Task to complete
Find the lines in the records below that contain "directly", and report each of them.

Exercise data
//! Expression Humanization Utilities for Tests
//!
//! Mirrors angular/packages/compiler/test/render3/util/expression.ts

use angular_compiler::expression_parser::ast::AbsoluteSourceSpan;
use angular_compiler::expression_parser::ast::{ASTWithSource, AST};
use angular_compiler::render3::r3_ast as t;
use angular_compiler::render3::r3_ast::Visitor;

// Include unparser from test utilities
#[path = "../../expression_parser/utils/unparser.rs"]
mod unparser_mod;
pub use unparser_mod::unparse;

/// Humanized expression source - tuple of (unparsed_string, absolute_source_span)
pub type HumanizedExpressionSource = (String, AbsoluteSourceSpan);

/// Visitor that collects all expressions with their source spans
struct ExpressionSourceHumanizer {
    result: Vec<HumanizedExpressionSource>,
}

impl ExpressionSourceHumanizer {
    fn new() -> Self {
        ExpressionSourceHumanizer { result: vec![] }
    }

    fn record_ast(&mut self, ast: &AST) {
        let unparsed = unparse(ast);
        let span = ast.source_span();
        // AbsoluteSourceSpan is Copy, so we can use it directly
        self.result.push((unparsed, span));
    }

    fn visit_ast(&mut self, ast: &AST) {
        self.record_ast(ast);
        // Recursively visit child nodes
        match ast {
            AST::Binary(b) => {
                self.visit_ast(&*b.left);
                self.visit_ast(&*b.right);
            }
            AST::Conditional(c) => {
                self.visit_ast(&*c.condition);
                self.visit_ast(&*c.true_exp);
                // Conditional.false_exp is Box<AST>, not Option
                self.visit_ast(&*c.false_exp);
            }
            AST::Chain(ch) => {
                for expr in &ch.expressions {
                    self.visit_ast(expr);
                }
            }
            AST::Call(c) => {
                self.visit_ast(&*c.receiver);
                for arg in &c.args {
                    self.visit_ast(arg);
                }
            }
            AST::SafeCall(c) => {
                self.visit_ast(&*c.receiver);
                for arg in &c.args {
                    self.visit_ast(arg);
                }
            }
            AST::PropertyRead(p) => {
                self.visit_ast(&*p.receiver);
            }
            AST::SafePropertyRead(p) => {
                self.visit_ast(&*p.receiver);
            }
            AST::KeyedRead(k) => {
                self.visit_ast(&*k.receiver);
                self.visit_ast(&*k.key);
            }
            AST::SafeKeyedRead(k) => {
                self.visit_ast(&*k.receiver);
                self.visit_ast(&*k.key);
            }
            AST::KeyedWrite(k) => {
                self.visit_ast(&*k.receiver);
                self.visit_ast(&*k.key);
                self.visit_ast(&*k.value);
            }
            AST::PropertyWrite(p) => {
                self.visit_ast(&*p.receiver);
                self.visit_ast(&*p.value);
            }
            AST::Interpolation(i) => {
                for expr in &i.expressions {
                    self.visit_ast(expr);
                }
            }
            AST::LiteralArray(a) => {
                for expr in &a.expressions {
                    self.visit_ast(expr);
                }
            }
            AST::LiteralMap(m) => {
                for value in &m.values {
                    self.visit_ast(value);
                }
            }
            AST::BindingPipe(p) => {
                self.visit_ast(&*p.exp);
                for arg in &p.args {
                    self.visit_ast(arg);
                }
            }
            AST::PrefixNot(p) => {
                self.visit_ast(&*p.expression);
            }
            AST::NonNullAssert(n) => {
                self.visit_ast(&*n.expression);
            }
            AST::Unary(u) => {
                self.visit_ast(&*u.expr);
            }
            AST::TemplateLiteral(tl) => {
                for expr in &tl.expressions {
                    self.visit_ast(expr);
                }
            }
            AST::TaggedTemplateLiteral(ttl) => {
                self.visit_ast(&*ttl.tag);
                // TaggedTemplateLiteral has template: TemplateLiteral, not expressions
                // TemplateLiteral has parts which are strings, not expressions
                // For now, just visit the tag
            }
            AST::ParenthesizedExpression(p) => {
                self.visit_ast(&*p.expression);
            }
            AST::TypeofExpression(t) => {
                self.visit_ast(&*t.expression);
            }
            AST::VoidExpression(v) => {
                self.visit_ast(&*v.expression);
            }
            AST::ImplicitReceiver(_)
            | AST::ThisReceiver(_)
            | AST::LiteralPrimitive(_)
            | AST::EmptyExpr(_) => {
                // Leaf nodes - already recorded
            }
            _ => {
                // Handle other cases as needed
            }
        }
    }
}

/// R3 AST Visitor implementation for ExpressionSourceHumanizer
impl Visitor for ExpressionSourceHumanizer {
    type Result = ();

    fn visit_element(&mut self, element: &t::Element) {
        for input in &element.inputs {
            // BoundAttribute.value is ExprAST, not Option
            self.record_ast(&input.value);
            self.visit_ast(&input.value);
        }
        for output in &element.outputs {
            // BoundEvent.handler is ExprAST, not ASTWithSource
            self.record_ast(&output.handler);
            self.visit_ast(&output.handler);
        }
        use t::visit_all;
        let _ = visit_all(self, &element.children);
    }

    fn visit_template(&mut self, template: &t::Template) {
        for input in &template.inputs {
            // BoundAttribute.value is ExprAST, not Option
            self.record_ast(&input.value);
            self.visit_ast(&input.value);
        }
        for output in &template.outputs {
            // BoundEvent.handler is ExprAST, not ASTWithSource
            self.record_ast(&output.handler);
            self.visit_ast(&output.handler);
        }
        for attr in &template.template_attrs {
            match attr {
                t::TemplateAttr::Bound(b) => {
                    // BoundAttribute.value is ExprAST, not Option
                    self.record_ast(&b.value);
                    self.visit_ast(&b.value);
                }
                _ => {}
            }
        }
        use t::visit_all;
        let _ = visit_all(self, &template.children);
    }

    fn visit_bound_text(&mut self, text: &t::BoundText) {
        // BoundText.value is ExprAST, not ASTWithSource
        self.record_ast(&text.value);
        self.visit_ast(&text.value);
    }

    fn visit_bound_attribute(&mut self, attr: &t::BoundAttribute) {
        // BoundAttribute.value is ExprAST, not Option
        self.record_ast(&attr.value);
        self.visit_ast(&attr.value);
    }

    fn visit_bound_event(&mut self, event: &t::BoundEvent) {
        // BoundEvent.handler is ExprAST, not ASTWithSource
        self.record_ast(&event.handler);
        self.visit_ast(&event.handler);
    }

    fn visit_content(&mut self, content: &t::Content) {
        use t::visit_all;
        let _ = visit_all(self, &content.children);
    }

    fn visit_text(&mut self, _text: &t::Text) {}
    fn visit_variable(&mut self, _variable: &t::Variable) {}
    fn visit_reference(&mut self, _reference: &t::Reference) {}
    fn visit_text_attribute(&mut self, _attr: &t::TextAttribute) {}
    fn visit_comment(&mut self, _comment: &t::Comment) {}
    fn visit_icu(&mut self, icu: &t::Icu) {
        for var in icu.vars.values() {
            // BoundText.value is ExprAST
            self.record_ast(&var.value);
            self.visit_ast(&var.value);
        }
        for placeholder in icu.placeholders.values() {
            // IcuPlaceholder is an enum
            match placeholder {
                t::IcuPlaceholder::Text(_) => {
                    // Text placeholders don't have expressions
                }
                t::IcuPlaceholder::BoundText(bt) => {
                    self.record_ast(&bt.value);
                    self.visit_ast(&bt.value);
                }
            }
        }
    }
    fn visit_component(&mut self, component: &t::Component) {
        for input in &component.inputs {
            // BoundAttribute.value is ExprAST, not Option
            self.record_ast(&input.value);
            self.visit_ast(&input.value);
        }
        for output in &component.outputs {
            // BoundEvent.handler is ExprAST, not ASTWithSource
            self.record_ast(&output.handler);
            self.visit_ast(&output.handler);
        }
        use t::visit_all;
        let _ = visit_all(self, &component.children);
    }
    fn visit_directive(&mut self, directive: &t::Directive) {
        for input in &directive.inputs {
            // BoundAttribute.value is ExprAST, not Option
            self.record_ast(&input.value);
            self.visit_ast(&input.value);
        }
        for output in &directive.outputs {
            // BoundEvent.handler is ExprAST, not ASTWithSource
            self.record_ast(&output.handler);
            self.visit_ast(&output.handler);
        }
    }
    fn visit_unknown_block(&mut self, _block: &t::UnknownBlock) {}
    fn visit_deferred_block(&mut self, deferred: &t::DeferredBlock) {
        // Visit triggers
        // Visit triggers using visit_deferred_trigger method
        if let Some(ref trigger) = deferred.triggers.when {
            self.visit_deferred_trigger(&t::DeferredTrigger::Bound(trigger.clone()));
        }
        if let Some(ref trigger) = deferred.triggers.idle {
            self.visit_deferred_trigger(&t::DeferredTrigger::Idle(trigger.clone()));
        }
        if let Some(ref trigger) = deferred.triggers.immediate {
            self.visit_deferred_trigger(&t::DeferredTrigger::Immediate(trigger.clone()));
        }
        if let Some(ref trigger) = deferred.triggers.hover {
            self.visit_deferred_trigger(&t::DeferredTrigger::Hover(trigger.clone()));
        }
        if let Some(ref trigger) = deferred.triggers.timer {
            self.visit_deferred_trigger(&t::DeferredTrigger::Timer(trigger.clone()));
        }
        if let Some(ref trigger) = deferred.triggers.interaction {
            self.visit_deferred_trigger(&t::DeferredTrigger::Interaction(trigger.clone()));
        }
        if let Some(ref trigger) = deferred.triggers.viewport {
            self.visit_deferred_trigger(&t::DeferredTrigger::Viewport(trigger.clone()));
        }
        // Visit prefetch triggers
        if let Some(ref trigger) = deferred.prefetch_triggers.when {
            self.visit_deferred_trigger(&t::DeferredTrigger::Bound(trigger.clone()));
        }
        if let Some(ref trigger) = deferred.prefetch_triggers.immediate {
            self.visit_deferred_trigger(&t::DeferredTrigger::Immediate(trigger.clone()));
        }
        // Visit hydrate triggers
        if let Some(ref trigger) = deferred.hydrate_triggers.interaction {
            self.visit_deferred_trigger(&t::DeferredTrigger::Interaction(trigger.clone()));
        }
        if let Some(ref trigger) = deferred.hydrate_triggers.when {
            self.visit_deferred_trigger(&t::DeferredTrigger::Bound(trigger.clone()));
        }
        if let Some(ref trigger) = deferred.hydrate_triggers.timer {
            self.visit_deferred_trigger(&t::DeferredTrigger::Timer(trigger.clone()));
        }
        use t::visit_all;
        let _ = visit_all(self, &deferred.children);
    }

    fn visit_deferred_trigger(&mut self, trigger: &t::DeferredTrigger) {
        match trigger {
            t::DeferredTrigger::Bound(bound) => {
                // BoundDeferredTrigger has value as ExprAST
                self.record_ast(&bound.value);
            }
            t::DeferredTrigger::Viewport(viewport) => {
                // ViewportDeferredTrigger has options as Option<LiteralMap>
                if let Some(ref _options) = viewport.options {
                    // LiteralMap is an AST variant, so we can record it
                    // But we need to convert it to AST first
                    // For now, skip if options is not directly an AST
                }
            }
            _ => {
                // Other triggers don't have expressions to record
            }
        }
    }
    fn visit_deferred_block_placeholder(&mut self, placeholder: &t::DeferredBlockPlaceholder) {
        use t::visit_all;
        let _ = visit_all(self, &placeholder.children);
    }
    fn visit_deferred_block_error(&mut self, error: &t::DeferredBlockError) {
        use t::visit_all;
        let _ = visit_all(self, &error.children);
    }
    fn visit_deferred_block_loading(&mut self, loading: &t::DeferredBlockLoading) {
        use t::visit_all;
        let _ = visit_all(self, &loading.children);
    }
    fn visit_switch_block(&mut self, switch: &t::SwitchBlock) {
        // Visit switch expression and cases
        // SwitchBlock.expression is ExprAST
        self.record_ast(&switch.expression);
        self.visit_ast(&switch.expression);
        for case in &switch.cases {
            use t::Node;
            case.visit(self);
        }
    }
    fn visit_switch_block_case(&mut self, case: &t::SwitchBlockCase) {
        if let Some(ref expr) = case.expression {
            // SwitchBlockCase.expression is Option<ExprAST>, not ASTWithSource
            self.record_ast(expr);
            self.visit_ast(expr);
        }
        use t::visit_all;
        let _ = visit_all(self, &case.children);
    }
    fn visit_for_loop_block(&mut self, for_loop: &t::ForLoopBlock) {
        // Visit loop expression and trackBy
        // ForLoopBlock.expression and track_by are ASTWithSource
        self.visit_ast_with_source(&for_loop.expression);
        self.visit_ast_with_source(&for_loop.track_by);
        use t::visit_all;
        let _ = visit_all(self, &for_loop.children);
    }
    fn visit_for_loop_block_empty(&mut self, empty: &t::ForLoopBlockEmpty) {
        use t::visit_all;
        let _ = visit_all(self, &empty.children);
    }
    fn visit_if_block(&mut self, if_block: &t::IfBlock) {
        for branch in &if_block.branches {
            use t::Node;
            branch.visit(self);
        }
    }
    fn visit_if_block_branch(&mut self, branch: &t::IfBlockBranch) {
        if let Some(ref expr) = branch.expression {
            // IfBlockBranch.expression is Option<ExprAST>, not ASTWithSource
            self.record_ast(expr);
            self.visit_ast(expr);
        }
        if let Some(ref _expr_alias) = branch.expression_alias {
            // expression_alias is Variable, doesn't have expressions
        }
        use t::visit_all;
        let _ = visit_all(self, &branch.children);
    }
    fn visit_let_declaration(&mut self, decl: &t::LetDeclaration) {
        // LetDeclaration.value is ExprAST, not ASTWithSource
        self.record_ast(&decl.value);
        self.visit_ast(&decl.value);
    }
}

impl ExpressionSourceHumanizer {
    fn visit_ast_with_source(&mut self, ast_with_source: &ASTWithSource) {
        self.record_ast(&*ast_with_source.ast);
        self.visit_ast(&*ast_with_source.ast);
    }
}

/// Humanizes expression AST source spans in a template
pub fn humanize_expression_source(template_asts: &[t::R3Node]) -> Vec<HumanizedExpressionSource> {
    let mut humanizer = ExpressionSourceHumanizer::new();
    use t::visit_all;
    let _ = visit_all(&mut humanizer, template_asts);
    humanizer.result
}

Result for this exercise
        // AbsoluteSourceSpan is Copy, so we can use it directly
                    // For now, skip if options is not directly an AST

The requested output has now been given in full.